#A Changes Feed Example
##Create a new database:
curl -XPUT https://samsmith.cloudant.com/new_database
By default, this creates an n=3, q=4 database.
This means the database is split into 4 shard ranges.
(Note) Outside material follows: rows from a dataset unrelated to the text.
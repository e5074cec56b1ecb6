// End-to-end execution of generated gradient nets beyond the PrependDim
// case: the MergeDim/ResizeLike path and gradient accumulation through Sum.

use gradnet_core::{NetDef, Workspace};

use approx::assert_relative_eq;

mod common;
use common::random_values;

#[test]
fn test_merge_dim_fwd_bwd() {
    let old_shape = [4, 3, 2];
    let merged_shape = [12, 2];
    let x = random_values(&old_shape);
    let y = random_values(&merged_shape);

    let mut net = NetDef::new("net");
    net.given_tensor_fill("X", &old_shape, x);
    net.given_tensor_fill("Y", &merged_shape, y);
    net.merge_dim("X", "X_out");
    net.dot_product("X_out", "Y", "Z");
    net.add_gradient_operators(&["Z"]).unwrap();

    let mut ws = Workspace::new();
    ws.run_net_once(&net).unwrap();

    assert_eq!(ws.fetch_blob("X_out").unwrap().shape(), merged_shape.to_vec());
    // ResizeLike folds the gradient back to the unmerged shape.
    assert_eq!(ws.fetch_blob("X_grad").unwrap().shape(), old_shape.to_vec());
    assert_eq!(ws.fetch_blob("Y_grad").unwrap().shape(), merged_shape.to_vec());
}

#[test]
fn test_self_dot_product_accumulates_gradient() {
    // DotProduct(X, X) sends two contributions into X_grad; the generated
    // Sum op must fold them, giving d/dX Σ x² = 2x.
    let shape = [2, 3];
    let x = random_values(&shape);

    let mut net = NetDef::new("net");
    net.given_tensor_fill("X", &shape, x.clone());
    net.dot_product("X", "X", "Z");
    net.add_gradient_operators(&["Z"]).unwrap();

    let mut ws = Workspace::new();
    ws.run_net_once(&net).unwrap();

    let x_grad = ws.fetch_blob("X_grad").unwrap();
    assert_eq!(x_grad.shape(), shape.to_vec());
    for (g, v) in x_grad.get_f32_data().unwrap().iter().zip(&x) {
        assert_relative_eq!(*g, 2.0 * *v, max_relative = 1e-6);
    }
}

#[test]
fn test_rerunning_net_keeps_shapes() {
    // Blobs are overwritten on re-execution, never accumulated.
    let mut net = NetDef::new("net");
    net.given_tensor_fill("X", &[6], random_values(&[6]));
    net.prepend_dim("X", "X_out", 3);

    let mut ws = Workspace::new();
    ws.run_net_once(&net).unwrap();
    ws.run_net_once(&net).unwrap();

    assert_eq!(ws.fetch_blob("X_out").unwrap().shape(), vec![3, 2]);
}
Each shard range being stored three times.
You can see how any database is sharded via the API:
curl -XGET https://samsmith.cloudant.com/new_database/_shards
{
"shards": {
"00000000-3fffffff": [
"dbcore@db1.mead.cloudant.net",
"dbcore@db2.mead.cloudant.net",
"dbcore@db3.mead.cloudant.net"
],
"40000000-7fffffff": [
"dbcore@db1.mead.cloudant.net",
"dbcore@db2.mead.cloudant.net",
"dbcore@db3.mead.cloudant.net"
],
"80000000-bfffffff": [
"dbcore@db1.mead.cloudant.net",
"dbcore@db2.mead.cloudant.net",
"dbcore@db3.mead.cloudant.net"
],
"c0000000-ffffffff": [
"dbcore@db1.mead.cloudant.net",
"dbcore@db2.mead.cloudant.net",
"dbcore@db3.mead.cloudant.net"
]
}
##Add some docs
We now add 10 documents to this database: doc1
, doc2
, …, doc10
You can see which shard range is holding a particular document via the API.
Lets see which range is holding doc1
:
curl -XGET https://samsmith.cloudant.com/new_database/_shards/doc1
{
"range": "c0000000-ffffffff",
"nodes": [
"dbcore@db1.mead.cloudant.net",
"dbcore@db2.mead.cloudant.net",
"dbcore@db3.mead.cloudant.net"
]
}
##Querying _changes
curl -XGET https://samsmith.cloudant.com/new_database/_changes
Our first query returns this sequence of updates:
seq: 1-XXXX id: doc3
seq: 2-XXXX id: doc4
seq: 3-XXXX id: doc2
seq: 4-XXXX id: doc7
seq: 5-XXXX id: doc8
seq: 6-XXXX id: doc6
seq: 7-XXXX id: doc10
seq: 8-XXXX id: doc1
seq: 9-XXXX id: doc5
seq: 10-XXXX id: doc9
However, our second query returns this sequence of updates:
seq: 1-XXXX id: doc3
seq: 2-XXXX id: doc1
seq: 3-XXXX id: doc4
seq: 4-XXXX id: doc2
seq: 5-XXXX id: doc7
seq: 6-XXXX id: doc8
seq: 7-XXXX id: doc5
seq: 8-XXXX id: doc6
seq: 9-XXXX id: doc9
seq: 10-XXXX id: doc10
You’ll notice that the ordering doesn’t appear consistent here.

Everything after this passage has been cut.